Background: On-site monitoring by the institutional ethics committee (IEC) is one of the most effective ways to ensure compliance during research conduct.

Objectives: The objectives of this study were to analyze the reports of clinical trial (CT) site monitoring conducted by IEC from January 2021 to March 2024 and to assess the impact of the monitoring by analyzing compliance reports submitted by the trial site team.

Methodology: A retrospective analysis of site monitoring and compliance reports was conducted after obtaining necessary approvals from IEC.

Results: The present study analyzed 22 reports of site monitoring conducted from 2021 to 2024. A total of 56 deviations were observed during monitoring. The most common deviations observed were related to documentation and record-keeping (31/56). In many cases, logs were incomplete (10/56). Traveling allowance (TA) was given but receipt was not maintained (4/56). Major observed were deducting expenses of consumables from TA, not giving TA and ICF was not signed and dated by patient/LAR. Based on monitoring report, query letters were sent to respective PIs with instructions to submit explanations and compliance reports. The PIs submitted compliance report mentioning CAPA in response to deviations pointed out by ethics committee monitoring team and submitted their reports to the IEC. The percentage improvement in ethical conduct of trials was 96.42%.

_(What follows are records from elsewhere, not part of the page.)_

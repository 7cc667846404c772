use futures::future;
use tokio::{
  runtime::{Handle, TryCurrentError},
  time::{self, MissedTickBehavior},
};

use super::{Duration, Instant, RepeatingTask, Scheduler, TaskHandle};

/// Runs repeating tasks on a tokio runtime.
#[derive(Clone, Debug)]
pub struct TokioScheduler {
  handle: Handle,
}

impl TokioScheduler {
  pub fn new(handle: Handle) -> Self { TokioScheduler { handle } }

  /// Use the runtime the caller is running on.
  pub fn current() -> Result<Self, TryCurrentError> { Handle::try_current().map(Self::new) }
}

impl Scheduler for TokioScheduler {
  fn now(&self) -> Instant { Instant::now() }

  fn schedule_repeating(
    &self, interval: Duration, leeway: Duration, mut task: RepeatingTask,
  ) -> TaskHandle {
    let repeating = async move {
      let start = time::Instant::now() + interval;
      let mut ticks = time::interval_at(start, interval);
      ticks.set_missed_tick_behavior(MissedTickBehavior::Skip);
      loop {
        let deadline = ticks.tick().await;
        let late = time::Instant::now().saturating_duration_since(deadline);
        if late > leeway {
          log::debug!("timer tick fired {late:?} late (leeway {leeway:?})");
        }
        if !task() {
          break;
        }
      }
    };
    let (repeating, abort) = future::abortable(repeating);
    self.handle.spawn(repeating);
    TaskHandle::with_abort(abort)
  }
}
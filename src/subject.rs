//! Subject: a manually driven, hot publisher.
//!
//! Values pushed with [`Subject::send`] go to every current subscriber that
//! has outstanding demand; subscribers without demand miss them. The first
//! [`Subject::complete`] call is delivered to every subscriber and cached, so
//! subscribers that arrive later are completed right away.
//!
//! # Example
//!
//! ```rust
//! use std::sync::{Arc, Mutex};
//!
//! use rxdemand::prelude::*;
//!
//! let subject = Subject::<i32, ()>::new();
//! let seen = Arc::new(Mutex::new(vec![]));
//! let c_seen = seen.clone();
//! subject.sink(move |v| c_seen.lock().unwrap().push(v), |_| {});
//!
//! subject.send(1);
//! subject.send(2);
//! subject.complete(Completion::Finished);
//! assert_eq!(*seen.lock().unwrap(), vec![1, 2]);
//! ```

use std::sync::Arc;

use parking_lot::Mutex;
use smallvec::SmallVec;

use crate::{
  completion::Completion,
  demand::Demand,
  error::{report_violation, ProtocolViolation},
  publisher::Publisher,
  subscriber::{BoxedSubscriber, Subscriber},
  subscription::{Link, LinkStatus, Subscription},
};

pub struct Subject<Item, Err> {
  inner: Arc<Mutex<SubjectState<Item, Err>>>,
}

struct SubjectState<Item, Err> {
  links: Vec<Arc<SubjectLink<Item, Err>>>,
  completion: Option<Completion<Err>>,
}

impl<Item, Err> Clone for Subject<Item, Err> {
  fn clone(&self) -> Self { Subject { inner: self.inner.clone() } }
}

impl<Item, Err> Default for Subject<Item, Err> {
  fn default() -> Self {
    Subject { inner: Arc::new(Mutex::new(SubjectState { links: vec![], completion: None })) }
  }
}

impl<Item, Err> Subject<Item, Err>
where
  Item: Clone + Send + 'static,
  Err: Clone + Send + 'static,
{
  pub fn new() -> Self { Self::default() }

  /// Deliver `value` to every subscriber with outstanding demand.
  pub fn send(&self, value: Item) {
    let links: SmallVec<[_; 4]> = {
      let mut state = self.inner.lock();
      if state.completion.is_some() {
        log::trace!("send after completion ignored");
        return;
      }
      state.links.retain(|link| !link.is_closed());
      state.links.iter().cloned().collect()
    };
    for link in links {
      link.offer(value.clone());
    }
  }

  /// Terminate every subscriber. Only the first call has an effect.
  pub fn complete(&self, completion: Completion<Err>) {
    let links = {
      let mut state = self.inner.lock();
      if state.completion.is_some() {
        report_violation(ProtocolViolation::DuplicateCompletion);
        return;
      }
      state.completion = Some(completion.clone());
      std::mem::take(&mut state.links)
    };
    log::debug!("subject completed, notifying {} subscriber(s)", links.len());
    for link in links {
      link.complete(completion.clone());
    }
  }

  /// Number of subscribers that can still receive values.
  pub fn subscriber_count(&self) -> usize {
    self.inner.lock().links.iter().filter(|link| !link.is_closed()).count()
  }

  pub fn is_completed(&self) -> bool { self.inner.lock().completion.is_some() }
}

impl<Item, Err> Publisher for Subject<Item, Err>
where
  Item: Clone + Send + 'static,
  Err: Clone + Send + 'static,
{
  type Item = Item;
  type Err = Err;

  fn subscribe<S>(&self, subscriber: S) -> Link
  where
    S: Subscriber<Item, Err> + Send + 'static,
  {
    let link = Arc::new(SubjectLink::new());
    let cached = {
      let mut state = self.inner.lock();
      if state.completion.is_none() {
        state.links.push(link.clone());
      }
      state.completion.clone()
    };
    if let Some(completion) = cached {
      link.complete(completion);
    }
    link.attach(Box::new(subscriber))
  }
}

// ============================================================================
// SubjectLink
// ============================================================================

struct SubjectLink<Item, Err> {
  state: Mutex<SubjectLinkState<Item, Err>>,
}

struct SubjectLinkState<Item, Err> {
  status: LinkStatus,
  demand: Demand,
  attached: bool,
  subscriber: Option<BoxedSubscriber<Item, Err>>,
  pending: Option<Completion<Err>>,
}

impl<Item, Err> SubjectLink<Item, Err>
where
  Item: Send + 'static,
  Err: Send + 'static,
{
  fn new() -> Self {
    SubjectLink {
      state: Mutex::new(SubjectLinkState {
        status: LinkStatus::Active,
        demand: Demand::NONE,
        attached: false,
        subscriber: None,
        pending: None,
      }),
    }
  }

  fn attach(self: &Arc<Self>, mut subscriber: BoxedSubscriber<Item, Err>) -> Link {
    let link = Link::from_arc(self.clone());
    subscriber.on_subscribe(&link);
    self.state.lock().attached = true;
    self.settle(subscriber);
    link
  }

  fn offer(&self, value: Item) {
    let mut subscriber = {
      let mut state = self.state.lock();
      if state.status.is_terminal() {
        return;
      }
      if state.demand.is_none() {
        log::trace!("subscriber without demand misses a value");
        return;
      }
      match state.subscriber.take() {
        Some(subscriber) => {
          state.demand.consume_one();
          subscriber
        }
        None => {
          if state.attached {
            report_violation(ProtocolViolation::ReentrantDelivery);
          }
          return;
        }
      }
    };
    let more = subscriber.receive(value);
    if !more.is_none() {
      self.state.lock().demand += more;
    }
    self.settle(subscriber);
  }

  fn complete(&self, completion: Completion<Err>) {
    let subscriber = {
      let mut state = self.state.lock();
      if state.status.is_terminal() {
        return;
      }
      state.status = LinkStatus::Completed;
      state.demand = Demand::NONE;
      match state.subscriber.take() {
        Some(subscriber) => subscriber,
        None => {
          // the holder of the subscriber delivers it
          state.pending = Some(completion);
          return;
        }
      }
    };
    self.settle_with(subscriber, completion);
  }

  /// Put the subscriber back, or hand it a completion that arrived while it
  /// was out.
  fn settle(&self, subscriber: BoxedSubscriber<Item, Err>) {
    let pending = {
      let mut state = self.state.lock();
      match state.pending.take() {
        Some(completion) => completion,
        None => {
          if !state.status.is_terminal() {
            state.subscriber = Some(subscriber);
          }
          return;
        }
      }
    };
    self.settle_with(subscriber, pending);
  }

  fn settle_with(&self, mut subscriber: BoxedSubscriber<Item, Err>, completion: Completion<Err>) {
    subscriber.receive_completion(completion);
  }
}

impl<Item, Err> Subscription for SubjectLink<Item, Err>
where
  Item: Send + 'static,
  Err: Send + 'static,
{
  fn request(&self, demand: Demand) {
    let mut state = self.state.lock();
    if state.status.is_terminal() {
      log::debug!("request({demand}) on a terminated link ignored");
      return;
    }
    state.demand += demand;
  }

  fn cancel(&self) {
    let released = {
      let mut state = self.state.lock();
      if state.status.is_terminal() {
        return;
      }
      state.status = LinkStatus::Cancelled;
      state.demand = Demand::NONE;
      state.pending = None;
      state.subscriber.take()
    };
    drop(released);
  }

  fn is_closed(&self) -> bool { self.state.lock().status.is_terminal() }
}
// Copyright 2020-2022 IOTA Stiftung
// SPDX-License-Identifier: Apache-2.0

//! The explicitly-constructed, shareable bundle of process-wide transactional state.
//! Every [`crate::context::TransactionContext`] borrows one of these; there is no hidden
//! global, so each test (or each independent subsystem within a process) can build its own
//! isolated `Runtime`.

use std::sync::atomic::{AtomicU64, Ordering};

use crate::clock::GlobalClock;
use crate::config::Config;
use crate::hint::ReadOnlyHintTable;
use crate::lock_table::LockTable;

pub struct Runtime {
    pub(crate) lock_table: LockTable,
    pub(crate) clock: GlobalClock,
    pub(crate) hints: ReadOnlyHintTable,
    pub(crate) config: Config,
    next_thread_id: AtomicU64,
}

impl Runtime {
    pub fn new(config: Config) -> Self {
        Self {
            lock_table: LockTable::new(config.lock_table_size),
            clock: GlobalClock::new(),
            hints: ReadOnlyHintTable::new(),
            config,
            next_thread_id: AtomicU64::new(0),
        }
    }

    /// Mints a fresh thread id for a new [`crate::context::TransactionContext`]. Ownership
    /// in the lock table is per thread, not per transaction instance, so this is called
    /// once per context, not once per `begin`.
    pub(crate) fn next_thread_id(&self) -> u64 {
        self.next_thread_id.fetch_add(1, Ordering::SeqCst)
    }

    pub fn config(&self) -> &Config {
        &self.config
    }

    /// Exposes the global clock for introspection (tests, metrics, benches). The core
    /// protocol itself only ever calls `current`/`increment_and_get` internally.
    pub fn clock(&self) -> &GlobalClock {
        &self.clock
    }

    /// Exposes the lock table for introspection (tests, metrics, benches).
    pub fn lock_table(&self) -> &LockTable {
        &self.lock_table
    }
}

impl Default for Runtime {
    fn default() -> Self {
        Self::new(Config::default())
    }
}

#[cfg(test)]
mod tests {
    use super::*;

    #[test]
    fn thread_ids_are_distinct() {
        let runtime = Runtime::default();
        let a = runtime.next_thread_id();
        let b = runtime.next_thread_id();
        assert_ne!(a, b);
    }
}
// Copyright 2020-2022 IOTA Stiftung
// SPDX-License-Identifier: Apache-2.0

//! The read-only hint table: a process-wide map from an atomic-block identifier to whether
//! that block has ever written. Staleness is benign -- the worst case is one extra spurious
//! `ReadOnlyHintFailure` abort, which self-corrects on the next attempt.

use std::collections::HashMap;
use std::sync::RwLock;

/// Identifies an atomic block (the unit of instrumentation the surrounding harness
/// rewrites). Opaque to the engine beyond being a stable key.
pub type BlockId = u64;

#[derive(Default)]
pub struct ReadOnlyHintTable {
    hints: RwLock<HashMap<BlockId, bool>>,
}

impl ReadOnlyHintTable {
    pub fn new() -> Self {
        Self::default()
    }

    /// Returns whether `id` has ever been observed to write. Defaults to `false` (treated
    /// as read-only) for a block never seen before.
    pub fn get(&self, id: BlockId) -> bool {
        self.hints.read().expect("hint table poisoned").get(&id).copied().unwrap_or(false)
    }

    /// Idempotently marks `id` as a write-performing block.
    pub fn insert(&self, id: BlockId, value: bool) {
        self.hints.write().expect("hint table poisoned").insert(id, value);
    }
}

Conclusion: In the present study, active trial site monitoring helped the IEC to identify deviations that were impossible to identify by passive monitoring. Majority of deviations were resolved after being pointed out by IEC highlighting the importance of active monitoring. Thus, on-site CT monitoring is a critical aspect of ethical oversight, ensuring participant safety, maintaining data integrity and credibility, detecting compliance issues, and enhancing trust and transparency.